Internal energy, in present context, for any body is sum total of kinetic energies and potential energies of its constituents (at molecular level). In case of an ideal gas, as there is no intermolecular forces, except during collision the possibility of potential energy is ruled out, so it is only kinetic energy.
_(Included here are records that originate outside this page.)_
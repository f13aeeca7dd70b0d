//! # ddev Main Entry Point
//!
//! File: cli/src/main.rs
//!
//! ## Overview
//!
//! This file serves as the main entry point for the ddev CLI application.
//! It handles:
//! - Command-line argument parsing using Clap
//! - Setting up the logging system based on verbosity flags and `DDEV_DEBUG`
//! - Preparing the process environment (sync-daemon data directory pinning)
//! - Routing execution to appropriate command handlers
//! - Racing each command against SIGINT/SIGTERM and mapping the outcome to
//!   a process exit code
//!
//! ## Architecture
//!
//! The application follows a modular command structure:
//! - Each top-level command (`start`, `snapshot`, etc.) is a variant in the
//!   `Commands` enum, mapped to a handler in its `commands::` module
//! - All errors are propagated to this level; the deepest typed error in
//!   the chain decides the exit code (2 usage, 130/143 signals, 1 else)
//! - A signal received mid-command cancels it at its next await point,
//!   unless a critical section (snapshot restore past its point of no
//!   return) is active, in which case exit waits for the section to end
//!
//! ## Examples
//!
//! Basic ddev usage:
//!
//! ```bash
//! # Start the project in the current directory
//! ddev start
//!
//! # Machine-readable output with increased verbosity
//! ddev -j -vv snapshot --list
//! ```
//!
use clap::Parser;
use tracing_subscriber::{fmt, EnvFilter};

mod commands; // One module per CLI verb group.
mod common; // Shared services (docker, mutagen, sshauth, snapshots, workflow).
mod core; // Core infrastructure (errors, config, version constraints).

use common::interrupt;
use common::output::Output;

/// Defines the top-level command-line arguments structure using Clap's derive macros.
#[derive(Parser, Debug)]
#[command(
    name = "ddev",
    about = "🦀 ddev ⚙️: Per-Project Containerized Web Development Environments",
    long_about = "Manage per-project containerized web development environments:\n\
                  lifecycle, file sync, SSH agent, and database snapshots.",
    propagate_version = true,
    version
)]
struct Cli {
    #[command(subcommand)]
    command: Commands,
    /// Emit newline-delimited JSON instead of human-readable output.
    #[arg(short = 'j', long = "json", global = true)]
    json: bool,
    /// Increase log verbosity (-v info, -vv debug, -vvv trace).
    /// Short-only so subcommands keep `--verbose` for their own flags.
    #[arg(short = 'v', action = clap::ArgAction::Count, global = true)]
    verbosity: u8,
}

/// Enum defining all available top-level commands.
#[derive(Parser, Debug)]
enum Commands {
    Start(commands::start::StartArgs),
    Stop(commands::stop::StopArgs),
    Restart(commands::restart::RestartArgs),
    Delete(commands::delete::DeleteArgs),
    List(commands::list::ListArgs),
    Snapshot(commands::snapshot::SnapshotArgs),
    Mutagen(commands::mutagen::MutagenArgs),
    Auth(commands::auth::AuthArgs),
    Debug(commands::debug::DebugArgs),
}

#[tokio::main]
async fn main() {
    let cli = Cli::parse();

    // DDEV_DEBUG floors the log level at debug regardless of -v count.
    let debug_env = std::env::var_os(core::config::ENV_DEBUG).is_some_and(|v| !v.is_empty());
    let log_level = match (cli.verbosity, debug_env) {
        (0, false) => "warn",
        (1, false) => "info",
        (0..=2, true) | (2, _) => "debug",
        _ => "trace",
    };
    let env_filter =
        EnvFilter::try_from_default_env().unwrap_or_else(|_| EnvFilter::new(log_level));
    fmt::Subscriber::builder()
        .with_env_filter(env_filter)
        .with_writer(std::io::stderr)
        .with_target(false)
        .compact()
        .init();

    tracing::debug!("Parsed CLI arguments: {:?}", cli);

    let out = Output::new(cli.json);
    if let Err(e) = core::config::prepare_environment() {
        out.failure(&format!("Error: {:#}", e));
        std::process::exit(core::error::exit_code_for(&e));
    }

    // `mutagen monitor` and `mutagen logs` stream until Ctrl-C and own the
    // cleanup that must follow it (kill the foreground child, re-ensure
    // the shared daemon), so their signal handling stays internal and a
    // Ctrl-C exit is a clean exit 0, not 130.
    let owns_interrupt = match &cli.command {
        Commands::Mutagen(args) => args.handles_interrupt(),
        _ => false,
    };

    let command = async {
        match cli.command {
            Commands::Start(args) => commands::start::handle_start(args, &out).await,
            Commands::Stop(args) => commands::stop::handle_stop(args, &out).await,
            Commands::Restart(args) => commands::restart::handle_restart(args, &out).await,
            Commands::Delete(args) => commands::delete::handle_delete(args, &out).await,
            Commands::List(args) => commands::list::handle_list(args, &out).await,
            Commands::Snapshot(args) => commands::snapshot::handle_snapshot(args, &out).await,
            Commands::Mutagen(args) => commands::mutagen::handle_mutagen(args, &out).await,
            Commands::Auth(args) => commands::auth::handle_auth(args, &out).await,
            Commands::Debug(args) => commands::debug::handle_debug(args, &out).await,
        }
    };

    let render = |result: core::error::Result<()>| match result {
        Ok(()) => 0,
        Err(e) => {
            tracing::error!("Command execution failed: {:?}", e);
            out.failure(&format!("Error: {:#}", e));
            core::error::exit_code_for(&e)
        }
    };

    let exit_code = if owns_interrupt {
        render(command.await)
    } else {
        tokio::select! {
            result = command => render(result),
            signal = interrupt::shutdown_signal() => {
                out.warning(&format!("Received {}, shutting down.", signal.name()));
                signal.exit_code()
            }
        }
    };
    std::process::exit(exit_code);
}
Nature of Motion	Atomicity	Degree of Freedom (f)			Total
Translational	Rotational	Vibrational*
Monoatomic	1	3	0	0	3
Diatomic	2	3	2	0	5
Poly Linear	>2	3	2	0	5
Non-linear	>2	3	3	0	6

*At room temperature the energy associated with vibrational motion is negligibly small in comparison to translational and rotational K.E.

Equipartition of Energy

According to the Law of equipartition of energy, the total K.E. of molecules is equally shared by the various degrees of freedom. The average energy per degree of freedom of a molecule is ½kT, where k is the Boltzmann constant and T is the absolute temperature.

For a monoatomic molecule: U = (3/2)kT

For one mole: U = (3/2)RT

Work Done in Different Processes

Total work done over a large displacement by the enclosed gas can be given as:

W = ∫PdV

Different Thermodynamic Processes

(a) Isochoric Process

Here, the volume is constant throughout the process.

W_isochoric = 0

(b) Isobaric Process

In this case, pressure of the gas remains constant throughout the process.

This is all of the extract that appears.